Instructions to follow
How many lines in these records hold the string "Result"? Reply with the number alone.

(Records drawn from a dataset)

-- Opening Marker --

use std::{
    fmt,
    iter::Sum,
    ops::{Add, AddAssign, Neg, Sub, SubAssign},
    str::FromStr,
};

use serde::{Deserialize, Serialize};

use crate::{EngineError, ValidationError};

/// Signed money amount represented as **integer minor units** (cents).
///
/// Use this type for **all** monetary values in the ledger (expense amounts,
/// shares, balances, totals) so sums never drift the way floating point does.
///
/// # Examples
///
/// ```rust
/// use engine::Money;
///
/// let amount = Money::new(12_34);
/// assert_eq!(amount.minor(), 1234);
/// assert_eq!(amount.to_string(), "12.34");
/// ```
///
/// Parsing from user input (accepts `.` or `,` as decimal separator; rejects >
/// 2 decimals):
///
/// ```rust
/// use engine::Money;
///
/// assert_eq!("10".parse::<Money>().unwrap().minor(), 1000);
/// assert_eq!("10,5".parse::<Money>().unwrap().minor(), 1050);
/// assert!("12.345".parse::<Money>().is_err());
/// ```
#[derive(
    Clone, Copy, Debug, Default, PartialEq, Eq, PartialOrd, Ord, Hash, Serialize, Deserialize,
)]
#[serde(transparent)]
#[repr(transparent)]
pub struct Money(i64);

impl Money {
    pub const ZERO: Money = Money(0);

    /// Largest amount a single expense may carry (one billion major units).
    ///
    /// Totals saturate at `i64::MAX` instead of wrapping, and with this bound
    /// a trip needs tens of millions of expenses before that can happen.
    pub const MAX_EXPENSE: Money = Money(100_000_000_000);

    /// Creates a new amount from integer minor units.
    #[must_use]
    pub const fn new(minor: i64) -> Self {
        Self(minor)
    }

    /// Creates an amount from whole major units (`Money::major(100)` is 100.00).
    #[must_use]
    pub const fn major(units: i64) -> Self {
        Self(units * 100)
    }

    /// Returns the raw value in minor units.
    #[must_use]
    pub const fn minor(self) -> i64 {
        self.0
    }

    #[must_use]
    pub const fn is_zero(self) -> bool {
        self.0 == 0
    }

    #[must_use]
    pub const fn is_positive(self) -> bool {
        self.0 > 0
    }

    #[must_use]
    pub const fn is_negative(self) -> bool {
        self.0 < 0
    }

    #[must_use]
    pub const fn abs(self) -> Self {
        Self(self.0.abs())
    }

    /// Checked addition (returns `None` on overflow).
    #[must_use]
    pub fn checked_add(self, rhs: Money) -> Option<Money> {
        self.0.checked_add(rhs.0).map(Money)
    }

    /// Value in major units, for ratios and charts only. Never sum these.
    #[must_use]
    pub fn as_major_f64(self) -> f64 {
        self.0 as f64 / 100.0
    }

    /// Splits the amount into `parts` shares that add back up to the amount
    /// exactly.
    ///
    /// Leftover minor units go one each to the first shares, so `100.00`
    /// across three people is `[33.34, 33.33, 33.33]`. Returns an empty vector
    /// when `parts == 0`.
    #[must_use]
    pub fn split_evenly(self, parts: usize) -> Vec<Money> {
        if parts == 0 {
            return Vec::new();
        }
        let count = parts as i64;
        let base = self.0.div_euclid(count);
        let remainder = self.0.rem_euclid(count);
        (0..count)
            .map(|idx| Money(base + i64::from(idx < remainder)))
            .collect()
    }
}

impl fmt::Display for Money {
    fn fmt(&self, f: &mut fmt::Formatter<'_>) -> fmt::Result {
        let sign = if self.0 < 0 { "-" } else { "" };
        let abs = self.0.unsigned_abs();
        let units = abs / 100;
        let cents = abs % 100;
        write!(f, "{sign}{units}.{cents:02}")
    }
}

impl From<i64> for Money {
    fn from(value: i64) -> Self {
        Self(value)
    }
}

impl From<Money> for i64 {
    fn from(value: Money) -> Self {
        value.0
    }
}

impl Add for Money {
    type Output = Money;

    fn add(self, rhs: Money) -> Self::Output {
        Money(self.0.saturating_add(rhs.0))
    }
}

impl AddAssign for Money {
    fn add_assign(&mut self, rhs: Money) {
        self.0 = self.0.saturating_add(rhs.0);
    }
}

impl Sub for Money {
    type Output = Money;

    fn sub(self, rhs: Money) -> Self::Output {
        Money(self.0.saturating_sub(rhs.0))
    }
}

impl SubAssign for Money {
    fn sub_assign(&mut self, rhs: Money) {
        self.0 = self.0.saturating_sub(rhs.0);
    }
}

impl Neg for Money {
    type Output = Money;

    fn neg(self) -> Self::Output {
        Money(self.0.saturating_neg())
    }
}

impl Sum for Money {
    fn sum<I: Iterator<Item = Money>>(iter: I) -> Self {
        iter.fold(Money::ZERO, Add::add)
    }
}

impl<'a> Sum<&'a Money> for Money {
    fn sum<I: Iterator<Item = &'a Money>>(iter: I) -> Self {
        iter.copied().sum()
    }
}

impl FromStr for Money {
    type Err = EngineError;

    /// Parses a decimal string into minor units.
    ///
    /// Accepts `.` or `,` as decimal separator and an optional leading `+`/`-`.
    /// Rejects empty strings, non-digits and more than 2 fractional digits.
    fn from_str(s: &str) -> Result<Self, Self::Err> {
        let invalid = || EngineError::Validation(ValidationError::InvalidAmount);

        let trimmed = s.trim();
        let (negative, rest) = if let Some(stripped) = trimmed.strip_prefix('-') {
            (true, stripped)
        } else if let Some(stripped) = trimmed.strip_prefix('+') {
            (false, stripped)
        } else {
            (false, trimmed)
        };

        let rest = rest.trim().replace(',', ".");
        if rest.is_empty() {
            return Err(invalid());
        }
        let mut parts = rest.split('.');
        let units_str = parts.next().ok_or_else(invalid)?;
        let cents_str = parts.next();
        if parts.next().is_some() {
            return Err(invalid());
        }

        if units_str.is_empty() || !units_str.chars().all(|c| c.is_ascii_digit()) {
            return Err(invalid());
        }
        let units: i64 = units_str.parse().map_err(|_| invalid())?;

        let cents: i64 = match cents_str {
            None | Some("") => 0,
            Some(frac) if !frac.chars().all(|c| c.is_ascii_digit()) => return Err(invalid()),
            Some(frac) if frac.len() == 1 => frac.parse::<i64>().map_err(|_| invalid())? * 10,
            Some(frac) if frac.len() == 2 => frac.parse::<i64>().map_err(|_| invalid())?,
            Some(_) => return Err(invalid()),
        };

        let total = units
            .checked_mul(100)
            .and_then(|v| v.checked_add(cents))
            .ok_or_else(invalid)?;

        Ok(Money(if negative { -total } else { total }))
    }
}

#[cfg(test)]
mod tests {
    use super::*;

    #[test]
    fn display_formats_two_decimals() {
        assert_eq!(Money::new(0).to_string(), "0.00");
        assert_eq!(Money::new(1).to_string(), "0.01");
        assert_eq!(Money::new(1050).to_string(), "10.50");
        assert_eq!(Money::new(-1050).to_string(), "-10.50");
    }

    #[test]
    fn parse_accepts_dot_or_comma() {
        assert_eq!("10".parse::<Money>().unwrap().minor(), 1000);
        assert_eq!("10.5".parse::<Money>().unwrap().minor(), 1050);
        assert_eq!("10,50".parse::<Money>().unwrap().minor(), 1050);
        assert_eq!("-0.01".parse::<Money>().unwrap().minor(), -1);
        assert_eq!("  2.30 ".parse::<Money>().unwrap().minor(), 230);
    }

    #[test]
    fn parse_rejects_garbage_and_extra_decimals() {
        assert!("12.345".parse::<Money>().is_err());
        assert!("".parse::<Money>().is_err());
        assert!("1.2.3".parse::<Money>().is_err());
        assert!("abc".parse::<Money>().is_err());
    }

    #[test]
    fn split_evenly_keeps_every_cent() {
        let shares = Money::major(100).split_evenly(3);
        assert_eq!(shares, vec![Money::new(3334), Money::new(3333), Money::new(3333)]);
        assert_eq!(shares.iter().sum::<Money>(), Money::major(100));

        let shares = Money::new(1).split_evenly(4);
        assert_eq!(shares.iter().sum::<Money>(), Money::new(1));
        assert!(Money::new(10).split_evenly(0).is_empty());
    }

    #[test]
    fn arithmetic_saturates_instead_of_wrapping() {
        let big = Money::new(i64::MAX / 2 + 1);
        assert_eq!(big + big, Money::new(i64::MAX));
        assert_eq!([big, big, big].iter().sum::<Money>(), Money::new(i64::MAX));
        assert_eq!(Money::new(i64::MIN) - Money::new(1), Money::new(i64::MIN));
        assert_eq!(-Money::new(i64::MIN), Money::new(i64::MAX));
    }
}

-- Closing Marker --

Written response
2